'''

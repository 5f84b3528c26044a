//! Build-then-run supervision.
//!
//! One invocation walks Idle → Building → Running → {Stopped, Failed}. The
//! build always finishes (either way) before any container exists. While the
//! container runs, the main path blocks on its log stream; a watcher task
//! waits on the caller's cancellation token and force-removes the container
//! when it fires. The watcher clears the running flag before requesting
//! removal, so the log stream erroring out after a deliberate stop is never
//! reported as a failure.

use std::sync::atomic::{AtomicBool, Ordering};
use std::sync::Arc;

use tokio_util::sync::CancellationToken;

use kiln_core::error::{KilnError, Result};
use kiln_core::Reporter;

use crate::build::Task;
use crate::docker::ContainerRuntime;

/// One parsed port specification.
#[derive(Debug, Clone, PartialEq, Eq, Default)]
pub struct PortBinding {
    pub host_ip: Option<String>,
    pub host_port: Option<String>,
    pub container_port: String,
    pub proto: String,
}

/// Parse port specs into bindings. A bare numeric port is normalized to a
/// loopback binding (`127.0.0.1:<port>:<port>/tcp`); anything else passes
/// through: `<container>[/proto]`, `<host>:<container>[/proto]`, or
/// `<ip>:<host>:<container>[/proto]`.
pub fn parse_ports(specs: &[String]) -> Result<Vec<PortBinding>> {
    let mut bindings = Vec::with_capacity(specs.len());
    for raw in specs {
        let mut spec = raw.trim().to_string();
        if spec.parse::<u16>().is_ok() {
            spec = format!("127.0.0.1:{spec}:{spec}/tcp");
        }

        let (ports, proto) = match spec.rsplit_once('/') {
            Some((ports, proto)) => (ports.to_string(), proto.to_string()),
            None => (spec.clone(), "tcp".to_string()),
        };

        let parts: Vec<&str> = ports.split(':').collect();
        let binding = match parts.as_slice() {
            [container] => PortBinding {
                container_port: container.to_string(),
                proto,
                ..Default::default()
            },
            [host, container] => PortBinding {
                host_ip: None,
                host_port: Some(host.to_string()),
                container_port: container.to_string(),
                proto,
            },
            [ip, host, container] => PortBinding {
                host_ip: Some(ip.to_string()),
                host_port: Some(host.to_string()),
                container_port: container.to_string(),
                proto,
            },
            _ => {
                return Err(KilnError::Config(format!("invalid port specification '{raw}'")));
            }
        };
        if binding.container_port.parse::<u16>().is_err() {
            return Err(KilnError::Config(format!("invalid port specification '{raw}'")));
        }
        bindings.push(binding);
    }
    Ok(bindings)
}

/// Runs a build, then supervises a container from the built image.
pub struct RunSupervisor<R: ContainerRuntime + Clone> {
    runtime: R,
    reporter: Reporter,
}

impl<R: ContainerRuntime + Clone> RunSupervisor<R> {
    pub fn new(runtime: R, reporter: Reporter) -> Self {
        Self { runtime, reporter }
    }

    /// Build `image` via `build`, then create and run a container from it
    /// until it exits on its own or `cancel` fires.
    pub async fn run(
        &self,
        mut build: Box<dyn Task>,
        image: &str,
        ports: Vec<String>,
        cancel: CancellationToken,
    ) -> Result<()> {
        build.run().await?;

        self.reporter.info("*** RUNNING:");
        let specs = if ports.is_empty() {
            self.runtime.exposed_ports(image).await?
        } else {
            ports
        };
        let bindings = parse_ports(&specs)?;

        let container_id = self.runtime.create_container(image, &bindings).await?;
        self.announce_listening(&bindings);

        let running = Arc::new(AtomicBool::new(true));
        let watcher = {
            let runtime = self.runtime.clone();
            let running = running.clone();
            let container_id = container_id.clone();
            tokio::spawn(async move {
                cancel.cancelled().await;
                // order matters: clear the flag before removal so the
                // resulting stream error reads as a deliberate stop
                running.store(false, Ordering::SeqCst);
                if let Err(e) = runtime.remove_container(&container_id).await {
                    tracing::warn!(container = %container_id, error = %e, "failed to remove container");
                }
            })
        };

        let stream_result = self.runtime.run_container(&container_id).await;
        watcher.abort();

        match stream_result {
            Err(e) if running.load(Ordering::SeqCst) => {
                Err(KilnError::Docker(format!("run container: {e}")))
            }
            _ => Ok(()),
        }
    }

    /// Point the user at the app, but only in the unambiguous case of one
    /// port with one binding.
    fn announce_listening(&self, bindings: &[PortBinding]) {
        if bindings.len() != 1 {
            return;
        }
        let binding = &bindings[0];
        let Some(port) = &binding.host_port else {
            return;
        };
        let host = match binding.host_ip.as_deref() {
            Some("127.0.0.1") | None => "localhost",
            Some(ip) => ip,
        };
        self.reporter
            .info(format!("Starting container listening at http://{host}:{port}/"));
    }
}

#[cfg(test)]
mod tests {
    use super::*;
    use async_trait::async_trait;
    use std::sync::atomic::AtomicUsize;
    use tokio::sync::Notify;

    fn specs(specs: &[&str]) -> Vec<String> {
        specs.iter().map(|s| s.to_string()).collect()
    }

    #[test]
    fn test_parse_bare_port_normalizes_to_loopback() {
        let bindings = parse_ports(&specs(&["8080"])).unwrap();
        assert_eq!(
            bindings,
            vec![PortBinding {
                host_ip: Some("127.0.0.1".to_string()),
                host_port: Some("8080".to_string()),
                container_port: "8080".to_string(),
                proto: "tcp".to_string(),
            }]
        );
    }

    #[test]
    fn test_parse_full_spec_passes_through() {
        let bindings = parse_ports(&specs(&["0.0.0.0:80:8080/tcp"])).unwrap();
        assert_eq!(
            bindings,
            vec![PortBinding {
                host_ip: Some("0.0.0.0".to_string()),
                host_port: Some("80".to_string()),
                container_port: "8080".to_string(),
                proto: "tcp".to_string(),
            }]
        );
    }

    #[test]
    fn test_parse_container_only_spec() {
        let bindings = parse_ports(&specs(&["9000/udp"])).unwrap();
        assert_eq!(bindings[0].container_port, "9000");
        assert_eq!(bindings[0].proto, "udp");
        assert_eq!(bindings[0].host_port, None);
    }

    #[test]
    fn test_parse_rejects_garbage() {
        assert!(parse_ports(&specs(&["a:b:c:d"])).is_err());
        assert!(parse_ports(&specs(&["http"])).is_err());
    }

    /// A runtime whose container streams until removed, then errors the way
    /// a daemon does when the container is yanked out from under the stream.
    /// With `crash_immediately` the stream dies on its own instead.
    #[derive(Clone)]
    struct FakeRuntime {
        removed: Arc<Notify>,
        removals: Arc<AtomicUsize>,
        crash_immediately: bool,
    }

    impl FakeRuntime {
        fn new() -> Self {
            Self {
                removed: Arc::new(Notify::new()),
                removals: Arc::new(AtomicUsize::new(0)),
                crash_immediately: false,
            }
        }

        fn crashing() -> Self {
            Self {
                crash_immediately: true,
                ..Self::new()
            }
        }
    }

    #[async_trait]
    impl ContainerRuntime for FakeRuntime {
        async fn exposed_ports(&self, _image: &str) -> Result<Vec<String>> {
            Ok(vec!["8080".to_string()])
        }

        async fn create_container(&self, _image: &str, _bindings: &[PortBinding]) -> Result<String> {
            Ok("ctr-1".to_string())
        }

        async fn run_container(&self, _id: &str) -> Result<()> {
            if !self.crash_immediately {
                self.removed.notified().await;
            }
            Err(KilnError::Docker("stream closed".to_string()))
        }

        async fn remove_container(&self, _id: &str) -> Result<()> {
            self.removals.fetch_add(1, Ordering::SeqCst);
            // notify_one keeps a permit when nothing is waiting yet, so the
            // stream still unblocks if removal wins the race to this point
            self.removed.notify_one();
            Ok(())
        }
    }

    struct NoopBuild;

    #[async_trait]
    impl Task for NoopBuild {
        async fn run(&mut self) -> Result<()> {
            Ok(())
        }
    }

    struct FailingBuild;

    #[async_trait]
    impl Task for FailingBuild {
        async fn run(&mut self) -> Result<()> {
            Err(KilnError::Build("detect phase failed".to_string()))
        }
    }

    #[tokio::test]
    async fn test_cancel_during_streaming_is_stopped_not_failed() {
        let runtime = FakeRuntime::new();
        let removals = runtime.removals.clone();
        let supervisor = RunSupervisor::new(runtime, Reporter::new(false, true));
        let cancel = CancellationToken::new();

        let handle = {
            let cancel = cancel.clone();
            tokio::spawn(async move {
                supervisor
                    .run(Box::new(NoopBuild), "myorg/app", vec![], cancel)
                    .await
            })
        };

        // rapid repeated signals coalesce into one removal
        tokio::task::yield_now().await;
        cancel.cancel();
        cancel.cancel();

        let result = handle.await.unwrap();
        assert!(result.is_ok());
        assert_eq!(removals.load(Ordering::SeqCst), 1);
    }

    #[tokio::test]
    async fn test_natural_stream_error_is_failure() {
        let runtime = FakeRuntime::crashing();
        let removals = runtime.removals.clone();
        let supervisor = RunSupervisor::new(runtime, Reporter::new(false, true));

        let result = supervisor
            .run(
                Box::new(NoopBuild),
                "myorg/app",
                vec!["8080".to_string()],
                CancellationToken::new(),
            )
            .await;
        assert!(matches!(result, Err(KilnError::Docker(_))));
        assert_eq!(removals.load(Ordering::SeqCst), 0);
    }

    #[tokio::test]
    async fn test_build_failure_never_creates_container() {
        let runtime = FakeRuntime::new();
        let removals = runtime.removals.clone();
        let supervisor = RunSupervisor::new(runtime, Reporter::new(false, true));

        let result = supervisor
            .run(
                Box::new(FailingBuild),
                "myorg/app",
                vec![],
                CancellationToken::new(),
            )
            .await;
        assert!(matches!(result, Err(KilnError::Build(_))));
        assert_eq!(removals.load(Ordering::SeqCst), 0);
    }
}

'''

Using the entries above, copy out all lines that contain the string "crate".

Response to this task:
use crate::build::Task;
use crate::docker::ContainerRuntime;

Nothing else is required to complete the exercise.